Tuesday, June 4, 2024
We are Free To Change The World by Lyndsey Stonebridge
This is partly a biography of Hanna Arendt and partly an attempt to contextualize her thoughts and theories for a new generation. She was a German Jew who was steeped in the philosophical and cultural traditions of her homeland. When the Nazis rose to power and it became clear that this society could produce not just Kant and Beethoven but Himmler and Kristallnacht, she fled. Her first stop was France, where when Germany started on the clear path to war, she was detained in a prison camp as an enemy alien. Lucky for her, because once Germany invaded France it was chaos and she and other female prisoners escaped and walked over the mountains and ultimately to the United States. Over her life she questioned whether the traditions she had absorbed, not just of Germany but of European thought stretching back to ancient Greece, could be used to understand the obscenities through which Europe was living. She was unique in that she was determined to gather up the fragments of these political and philosophical traditions and to reinvent them to look at how totalitarianism rises and how it could (and is) rising again.

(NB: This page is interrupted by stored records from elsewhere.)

//! Operator command line
//!
//! Each subcommand builds what it needs from [`AppConfig`], runs once and
//! prints its result to stdout. Diagnostics go through `tracing`.

use std::io::Write;

use anyhow::{bail, Context, Result};
use clap::{Parser, Subcommand};
use tracing::info;

use crate::application::{export_data, AppState, UpdateOutcome};
use crate::infrastructure::config::AppConfig;
use crate::infrastructure::database_connection::DatabaseConnection;

#[derive(Parser, Debug)]
#[command(name = "cpucoolerchart", version, about = "CPU cooler chart data manager")]
pub struct Cli {
    /// Config file to load instead of the default location
    #[arg(long, global = true, env = "CPUCOOLERCHART_CONFIG")]
    pub config: Option<String>,

    #[command(subcommand)]
    pub command: Commands,
}

#[derive(Subcommand, Debug)]
#[command(rename_all = "lowercase")]
pub enum Commands {
    /// Fetch the charts and reconcile them into the database
    Update {
        /// Run even if the data is not stale yet
        #[arg(long, default_value_t = false)]
        force: bool,
    },
    /// Print the whole dataset as delimited text
    Export {
        /// Field delimiter; `\t` selects a tab
        #[arg(long, default_value = ",", value_parser = parse_delimiter)]
        delim: u8,
    },
    /// Search Danawa product ids for heatsinks that have none
    Danawa,
    /// Create missing tables
    Createdb,
    /// Drop every table
    Dropdb {
        #[arg(long, default_value_t = false)]
        yes: bool,
    },
    /// Drop and recreate every table
    Resetdb {
        #[arg(long, default_value_t = false)]
        yes: bool,
    },
    /// Remove every cache entry, scheduler state included
    Clearcache,
    /// Show whether an update is due or running and when data was last updated
    Status,
}

/// Accept a single-byte delimiter, or the two-character escape `\t`
pub fn parse_delimiter(value: &str) -> Result<u8, String> {
    match value {
        "\\t" | "\t" => Ok(b'\t'),
        _ => match value.as_bytes() {
            [byte] if byte.is_ascii() => Ok(*byte),
            _ => Err(format!("delimiter must be a single ASCII character, got {value:?}")),
        },
    }
}

pub fn load_config(cli: &Cli) -> Result<AppConfig> {
    let config = match &cli.config {
        Some(path) => AppConfig::from_source(path, true),
        None => AppConfig::load(),
    };
    config.context("Failed to load configuration")
}

pub async fn run(cli: Cli, config: AppConfig) -> Result<()> {
    match cli.command {
        Commands::Update { force } => update(config, force).await,
        Commands::Export { delim } => {
            let state = AppState::initialize(config).await?;
            let text = export_data(&state.repository(), delim).await?;
            std::io::stdout()
                .write_all(text.as_bytes())
                .context("Failed to write export")
        }
        Commands::Danawa => danawa(config).await,
        Commands::Createdb => {
            let database = DatabaseConnection::new(&config.database_url).await?;
            database.migrate().await?;
            info!("Created tables in {}", config.database_url);
            Ok(())
        }
        Commands::Dropdb { yes } => {
            confirm(yes, "dropdb")?;
            let database = DatabaseConnection::new(&config.database_url).await?;
            database.drop_all().await
        }
        Commands::Resetdb { yes } => {
            confirm(yes, "resetdb")?;
            let database = DatabaseConnection::new(&config.database_url).await?;
            database.drop_all().await?;
            database.migrate().await
        }
        Commands::Clearcache => {
            let state = AppState::initialize(config).await?;
            state.cache.clear().await?;
            println!("Cache cleared");
            Ok(())
        }
        Commands::Status => status(config).await,
    }
}

fn confirm(yes: bool, command: &str) -> Result<()> {
    if !yes {
        bail!("{command} deletes all data; pass --yes to confirm");
    }
    Ok(())
}

async fn update(config: AppConfig, force: bool) -> Result<()> {
    let state = AppState::initialize(config).await?;
    match state.update_service().update_data(force).await? {
        UpdateOutcome::UpToDate => println!("Data is already up to date"),
        UpdateOutcome::AlreadyRunning => println!("An update is already running"),
        UpdateOutcome::Completed(summary) => {
            println!("{}", serde_json::to_string_pretty(&summary)?);
        }
        UpdateOutcome::Failed(message) => bail!(message),
    }
    Ok(())
}

async fn danawa(config: AppConfig) -> Result<()> {
    let state = AppState::initialize(config).await?;
    let candidates = state.update_service().enricher().search_product_ids().await?;

    let mut out = std::io::stdout().lock();
    for candidate in candidates {
        writeln!(
            out,
            "{} {} ({} results)",
            candidate.maker, candidate.model, candidate.results.total_count
        )?;
        for hit in &candidate.results.products {
            writeln!(
                out,
                "    {:>10}  {} {}  {}",
                hit.prod_id, hit.maker, hit.prod_name, hit.min_price
            )?;
        }
    }
    Ok(())
}

async fn status(config: AppConfig) -> Result<()> {
    let state = AppState::initialize(config).await?;
    let scheduler = state.scheduler();
    let last_updated = scheduler
        .last_updated()
        .await?
        .map(|at| at.to_rfc3339())
        .unwrap_or_else(|| "never".to_string());

    println!("state:        {}", scheduler.state().await?.as_str());
    println!("last updated: {last_updated}");
    Ok(())
}

#[cfg(test)]
mod tests {
    use super::*;
    use rstest::rstest;

    #[rstest]
    #[case(",", b',')]
    #[case("\\t", b'\t')]
    #[case("\t", b'\t')]
    #[case("|", b'|')]
    fn test_parse_delimiter(#[case] input: &str, #[case] expected: u8) {
        assert_eq!(parse_delimiter(input), Ok(expected));
    }

    #[rstest]
    #[case("")]
    #[case(",,")]
    #[case("é")]
    fn test_parse_delimiter_rejects(#[case] input: &str) {
        assert!(parse_delimiter(input).is_err());
    }

    #[test]
    fn test_cli_parses_subcommands() {
        let cli = Cli::try_parse_from(["cpucoolerchart", "export", "--delim", "\\t"]).unwrap();
        assert!(matches!(cli.command, Commands::Export { delim: b'\t' }));

        let cli = Cli::try_parse_from(["cpucoolerchart", "update", "--force"]).unwrap();
        assert!(matches!(cli.command, Commands::Update { force: true }));

        let cli = Cli::try_parse_from(["cpucoolerchart", "resetdb"]).unwrap();
        assert!(matches!(cli.command, Commands::Resetdb { yes: false }));
    }

    #[test]
    fn test_destructive_commands_need_confirmation() {
        assert!(confirm(false, "dropdb").is_err());
        assert!(confirm(true, "dropdb").is_ok());
    }
}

The pressing relevance of Arendt’s work was suggested when her sprawling magnum opus, The Origins of Totalitarianism, shot up the bestseller lists following Donald Trump’s election in 2016. While he and Putin clearly have an autocratic agenda that is crystal clear, Arendt would say the same was true of Hitler, so seeing it and stopping it are two very different things, and the question is are we up to the task? White supremacy has a frighteningly persistent grip on America, as an avowed criminal who is an openly racist candidate will be on the ballot in 2024.